Subgroup analyses showed findings consistent with the overall results. Among patients who had been on long-term prophylactic treatment, in-patient hospitalizations related to HAE decreased by 54% and outpatient or emergency room visits by 37%. Among patients previously using on-demand treatment, a 62% reduction in angioedema-related hospitalizations and a 45% drop in outpatient or emergency room visits were observed.

Orladeyo, indicated for adults and children with HAE, ages 12 and older, works by blocking the activity of kallikrein, an enzyme that is overactive in people with the condition. Elevated kallikrein activity drives the excessive production and release of bradykinin, a signaling molecule that causes blood vessels to widen and become more permeable, resulting in swelling attacks.

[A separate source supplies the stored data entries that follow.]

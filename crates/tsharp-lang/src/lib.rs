pub mod syntax;
pub mod runtime;
pub mod error;
pub mod namespaces;

pub use error::{Arity, ErrorKind, RunError};
pub use syntax::ast::Program;
pub use syntax::token::{Token, TokenKind};
pub use runtime::objects::{GameObject, ObjectTable};
pub use runtime::output::{OutputLine, PointSeries, Severity};
pub use runtime::value::Value;
pub use namespaces::RuntimeState;

use std::fmt;

use serde::Serialize;

use namespaces::NamespaceRegistry;
use runtime::interpreter::Interpreter;

/// Room left on the stack below which recursion moves to a new segment.
const STACK_RED_ZONE: usize = 128 * 1024;
const STACK_SEGMENT: usize = 4 * 1024 * 1024;

/// Runs `f` on a freshly allocated stack segment when the current one is
/// nearly exhausted. Wraps every recursive step of the parser and evaluator,
/// so nesting is bounded by the configured limits rather than the host thread.
pub(crate) fn with_stack<R>(f: impl FnOnce() -> R) -> R {
    stacker::maybe_grow(STACK_RED_ZONE, STACK_SEGMENT, f)
}

// ─── Public API types ─────────────────────────────────────────────────────────

/// Ceilings that keep a runaway script from hanging or exhausting the host.
#[derive(Debug, Clone, Copy, PartialEq, Eq)]
pub struct Limits {
    /// Executed statements plus loop-condition checks.
    pub max_steps: u64,
    /// Nested user-function calls.
    pub max_call_depth: usize,
}

impl Default for Limits {
    fn default() -> Self {
        Self { max_steps: 1_000_000, max_call_depth: 1000 }
    }
}

/// Everything a successful run produced.
#[derive(Debug, Clone, Serialize)]
pub struct RunResult {
    pub output: Vec<OutputLine>,
    pub series: Vec<PointSeries>,
    pub objects: Vec<GameObject>,
}

/// A failed run: the fault plus all output produced before it. `output`
/// ends with one `Error` line describing the fault. The object table is
/// not exposed.
#[derive(Debug, Clone)]
pub struct RunFailure {
    pub error: RunError,
    pub output: Vec<OutputLine>,
    pub series: Vec<PointSeries>,
}

impl RunFailure {
    fn new(error: RunError, mut output: Vec<OutputLine>, series: Vec<PointSeries>) -> Self {
        output.push(OutputLine::new(Severity::Error, error.to_string()));
        Self { error, output, series }
    }
}

/// A fault raised before anything ran, e.g. a syntax error.
impl From<RunError> for RunFailure {
    fn from(error: RunError) -> Self {
        Self::new(error, Vec::new(), Vec::new())
    }
}

impl fmt::Display for RunFailure {
    fn fmt(&self, f: &mut fmt::Formatter<'_>) -> fmt::Result {
        self.error.fmt(f)
    }
}

impl std::error::Error for RunFailure {
    fn source(&self) -> Option<&(dyn std::error::Error + 'static)> {
        Some(&self.error)
    }
}

// ─── Public API ───────────────────────────────────────────────────────────────

pub fn tokenize(source: &str) -> Vec<Token> {
    syntax::lexer::Lexer::new(source).tokenize()
}

/// Lex and parse source text. Fails on the first syntax error.
pub fn compile(source: &str) -> Result<Program, RunError> {
    let tokens = tokenize(source);
    log::trace!("tokens: {:?}", tokens.iter().map(|t| &t.kind).collect::<Vec<_>>());
    let program = syntax::parser::Parser::new(tokens).parse()?;
    log::trace!("ast: {program:#?}");
    Ok(program)
}

/// Runs programs against a fresh environment and object table each time.
pub struct Evaluator {
    registry: NamespaceRegistry,
    limits: Limits,
}

impl Evaluator {
    pub fn new() -> Self {
        Self::with_limits(Limits::default())
    }

    pub fn with_limits(limits: Limits) -> Self {
        Self { registry: NamespaceRegistry::standard(), limits }
    }

    pub fn limits(&self) -> Limits { self.limits }

    pub fn run(&self, program: &Program) -> Result<RunResult, RunFailure> {
        log::debug!("run started ({} top-level statements)", program.statements.len());
        let mut interp = Interpreter::new(&self.registry, self.limits);
        let outcome = interp.run(program);
        let steps = interp.steps();
        let state = interp.into_state();

        match outcome {
            Ok(()) => {
                log::debug!(
                    "run finished after {steps} steps: {} lines, {} series, {} objects",
                    state.output.len(), state.series.len(), state.objects.len()
                );
                Ok(RunResult {
                    output: state.output,
                    series: state.series,
                    objects: state.objects.snapshot(),
                })
            }
            Err(error) => {
                log::debug!("run failed after {steps} steps: {error}");
                Err(RunFailure::new(error, state.output, state.series))
            }
        }
    }

    pub fn run_source(&self, source: &str) -> Result<RunResult, RunFailure> {
        let program = compile(source)?;
        self.run(&program)
    }
}

impl Default for Evaluator {
    fn default() -> Self { Self::new() }
}

/// Compile and run `source` with default limits.
pub fn run(source: &str) -> Result<RunResult, RunFailure> {
    Evaluator::new().run_source(source)
}
use log::info;
use std::env;

use crate::error::{Error, Result};

pub const DEFAULT_QDRANT_URL: &str = "http://localhost:6334";
pub const DEFAULT_OPENAI_BASE_URL: &str = "https://api.openai.com/v1";
pub const DEFAULT_EMBEDDING_MODEL: &str = "text-embedding-3-small";

/// Vector size of `text-embedding-3-small`. Other models need a different value:
/// `text-embedding-3-large` is 3072, `text-embedding-ada-002` is 1536.
pub const DEFAULT_EMBEDDING_DIMENSION: u64 = 1536;

/// Connection settings shared by every subcommand.
///
/// Values come from the process environment, after `.env` has been loaded.
#[derive(Debug, Clone)]
pub struct Settings {
    pub qdrant_url: String,
    pub openai_api_key: Option<String>,
    pub openai_base_url: String,
    pub embedding_model: String,
    pub embedding_dimension: u64,
}

impl Settings {
    pub fn from_env() -> Result<Self> {
        Self::from_lookup(|key| env::var(key).ok())
    }

    /// Builds settings from an arbitrary key lookup, so callers other than
    /// the process environment can supply values.
    pub fn from_lookup<F>(lookup: F) -> Result<Self>
    where
        F: Fn(&str) -> Option<String>,
    {
        let non_empty = |key: &str| lookup(key).filter(|v| !v.trim().is_empty());

        let embedding_dimension = match non_empty("EMBEDDING_DIMENSION") {
            Some(raw) => match raw.trim().parse::<u64>() {
                Ok(n) if n > 0 => n,
                _ => {
                    return Err(Error::Config(format!(
                        "EMBEDDING_DIMENSION must be a positive integer, got `{}`",
                        raw
                    )))
                }
            },
            None => DEFAULT_EMBEDDING_DIMENSION,
        };

        let settings = Self {
            qdrant_url: non_empty("QDRANT_URL").unwrap_or_else(|| DEFAULT_QDRANT_URL.to_string()),
            openai_api_key: non_empty("OPENAI_API_KEY"),
            openai_base_url: non_empty("OPENAI_BASE_URL")
                .unwrap_or_else(|| DEFAULT_OPENAI_BASE_URL.to_string()),
            embedding_model: non_empty("EMBEDDING_MODEL")
                .unwrap_or_else(|| DEFAULT_EMBEDDING_MODEL.to_string()),
            embedding_dimension,
        };

        info!(
            "Using Qdrant at {} with model {} ({} dims)",
            settings.qdrant_url, settings.embedding_model, settings.embedding_dimension
        );

        Ok(settings)
    }

    /// The API key, required by every subcommand that embeds text.
    pub fn api_key(&self) -> Result<&str> {
        self.openai_api_key
            .as_deref()
            .ok_or_else(|| Error::config("OPENAI_API_KEY must be set"))
    }
}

A separate, recent real-world U.S. study reported that HAE patients new to Orladeyo saw rapid reductions in the number of swelling attacks soon after beginning treatment.

“We continue to showcase the value of Orladeyo with each new real-world study we conduct,” said William Sheridan, BioCryst’s chief development officer and interim chief medical officer. “Here, we build on previously reported real-world outcomes that have shown patients who are treated with our oral, once-daily prophylactic treatment for HAE can maintain — and improve — control of their disease regardless of various baseline characteristics, including prior prophylaxis.”

The company looks forward “to reporting additional real-world evidence that highlights the benefits associated with long-term prophylaxis with Orladeyo,” Sheridan added.

Four of this study’s nine scientists are employees of BioCryst Pharmaceuticals.